Created attachment 38549 [details] ConvertExcelToCSVProcessor Error SS I was working on a task where the input excel file size of around ~35MBs and while parsing from the ConvertExcelToCSVProcessor it failed. ConvertExcelToCSVProcessor[id=9434baba-8749-3634-8ee1-7189f6d7831e] Failed to process incoming Excel document. Tried to allocate an array of length 226,239,061, but the maximum length for this record type is 100,000,000. If the file is not corrupt or large, please open an issue on bugzilla to request increasing the maximum allowable size for this record type. As a temporary workaround, consider setting a higher override value with IOUtils.setByteArrayMaxOverride(): org.apache.poi.util.RecordFormatException: Tried to allocate an array of length 226,239,061, but the maximum length for this record type is 100,000,000. If the file is not corrupt or large, please open an issue on bugzilla to request increasing the maximum allowable size for this record type. As a temporary workaround, consider setting a higher override value with IOUtils.setByteArrayMaxOverride() ConvertExcelToCSVProcessor Version: ConvertExcelToCSVProcessor 1.18.0.2.2.6.0-260
Have you tried this bit in the exception message - 'consider setting a higher override value with IOUtils.setByteArrayMaxOverride()'? The point of the 'If the file is not corrupt or large, please open an issue on bugzilla to request increasing the maximum allowable size for this record type' bit of the message is that you provide us with a file where we can decide if the default limits in POI should be increased. POI is not released very regularly, so even if we do increase the default limits, it could be quite some time until a new set of official release jars are available.

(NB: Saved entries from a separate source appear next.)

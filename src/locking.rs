//! Per-node mutual exclusion and the controller-local table of tentative
//! claim placements. Both are process-wide singletons owned by the
//! controller; the narrow async interfaces keep them testable.

use std::collections::HashMap;
use std::sync::Arc;
use std::sync::Mutex as StdMutex;

use tokio::sync::{Mutex, OwnedMutexGuard, RwLock};

use crate::state::AllocatedDevice;

/// A named mutex per node, created on first use. The controller holds the
/// node's mutex for the whole read-modify-write cycle on that node's
/// allocation state, including fitting.
#[derive(Default)]
pub struct NodeLocks {
    locks: StdMutex<HashMap<String, Arc<Mutex<()>>>>,
}

impl NodeLocks {
    pub fn new() -> Self {
        Self::default()
    }

    pub async fn lock(&self, node: &str) -> OwnedMutexGuard<()> {
        let mutex = {
            let mut locks = self.locks.lock().expect("node lock map poisoned");
            locks
                .entry(node.to_string())
                .or_insert_with(|| Arc::new(Mutex::new(())))
                .clone()
        };
        mutex.lock_owned().await
    }
}

/// Tentative (not yet committed) placements: claim uid -> node -> devices.
/// Entries appear while candidate nodes are evaluated and disappear when the
/// claim is committed somewhere or deallocated.
#[derive(Default)]
pub struct PendingClaims {
    inner: RwLock<HashMap<String, HashMap<String, Vec<AllocatedDevice>>>>,
}

impl PendingClaims {
    pub fn new() -> Self {
        Self::default()
    }

    pub async fn set(&self, claim_uid: &str, node: &str, devices: Vec<AllocatedDevice>) {
        let mut inner = self.inner.write().await;
        inner
            .entry(claim_uid.to_string())
            .or_default()
            .insert(node.to_string(), devices);
    }

    pub async fn get(&self, claim_uid: &str, node: &str) -> Option<Vec<AllocatedDevice>> {
        let inner = self.inner.read().await;
        inner.get(claim_uid).and_then(|nodes| nodes.get(node)).cloned()
    }

    pub async fn contains(&self, claim_uid: &str) -> bool {
        self.inner.read().await.contains_key(claim_uid)
    }

    /// Nodes currently carrying a tentative placement of the claim.
    pub async fn nodes_for(&self, claim_uid: &str) -> Vec<String> {
        let inner = self.inner.read().await;
        let mut nodes: Vec<String> = inner
            .get(claim_uid)
            .map(|m| m.keys().cloned().collect())
            .unwrap_or_default();
        nodes.sort();
        nodes
    }

    /// Drops every tentative placement of the claim, on all nodes.
    pub async fn remove(&self, claim_uid: &str) {
        self.inner.write().await.remove(claim_uid);
    }

    /// Drops the claim's placement on one node, e.g. when the controller
    /// learns the node was not chosen.
    pub async fn remove_on_node(&self, claim_uid: &str, node: &str) {
        let mut inner = self.inner.write().await;
        if let Some(nodes) = inner.get_mut(claim_uid) {
            nodes.remove(node);
            if nodes.is_empty() {
                inner.remove(claim_uid);
            }
        }
    }
}

#[cfg(test)]
mod tests {
    use super::*;
    use std::time::Duration;

    #[tokio::test]
    async fn same_node_is_exclusive() {
        let locks = Arc::new(NodeLocks::new());
        let guard = locks.lock("node-1").await;

        let locks2 = locks.clone();
        let contender = tokio::spawn(async move {
            let _g = locks2.lock("node-1").await;
        });

        tokio::time::sleep(Duration::from_millis(10)).await;
        assert!(!contender.is_finished());

        drop(guard);
        tokio::time::timeout(Duration::from_secs(1), contender)
            .await
            .expect("contender should acquire after release")
            .unwrap();
    }

    #[tokio::test]
    async fn different_nodes_do_not_contend() {
        let locks = NodeLocks::new();
        let _a = locks.lock("node-1").await;
        // Must not deadlock.
        let _b = locks.lock("node-2").await;
    }

    #[tokio::test]
    async fn pending_lifecycle() {
        let pending = PendingClaims::new();
        pending.set("claim-1", "node-1", vec![]).await;
        pending.set("claim-1", "node-2", vec![]).await;
        assert!(pending.contains("claim-1").await);
        assert!(pending.get("claim-1", "node-1").await.is_some());

        pending.remove_on_node("claim-1", "node-1").await;
        assert!(pending.get("claim-1", "node-1").await.is_none());
        assert!(pending.get("claim-1", "node-2").await.is_some());

        pending.remove("claim-1").await;
        assert!(!pending.contains("claim-1").await);
    }
}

Hi Pj - thanks for commenting. I am using Apache Nifi in CDP Public Cloud and I am facing this exception in ConvertExcelToCSVProcessor (v: 1.18.0.2.2.6.0-260)
You would be best off to talk to NiFi users about how to set the POI IOUtils setByteArrayMaxOverride value.
The CSV-processor is provided by Apache NiFi ( https://github.com/apache/nifi/blob/main/nifi-nar-bundles/nifi-poi-bundle/nifi-poi-processors/src/main/java/org/apache/nifi/processors/poi/ConvertExcelToCSVProcessor.java ) which uses Apache POI for reading provided worksheets. 35MB compressed bytes of Excel document are already fairly large, so it would be best if Apache NiFi can add some way of allowing users to adjust "ByteArrayMaxOverride" when handling such large documents because if we would increase it in Apache POI for everyone, we would actually make this important security safeguard much less useful. Thus we do not plan to change anything here for now.
Hi Team, Thanks for commenting. I connected with Cloudera and they are working on it for the fix in the latest version of CDP. Thanks. I totally understand that there should be a limit for this but technically it shouldn't be so. This should be flexible enough to handle such things instead of changing the code on POI side.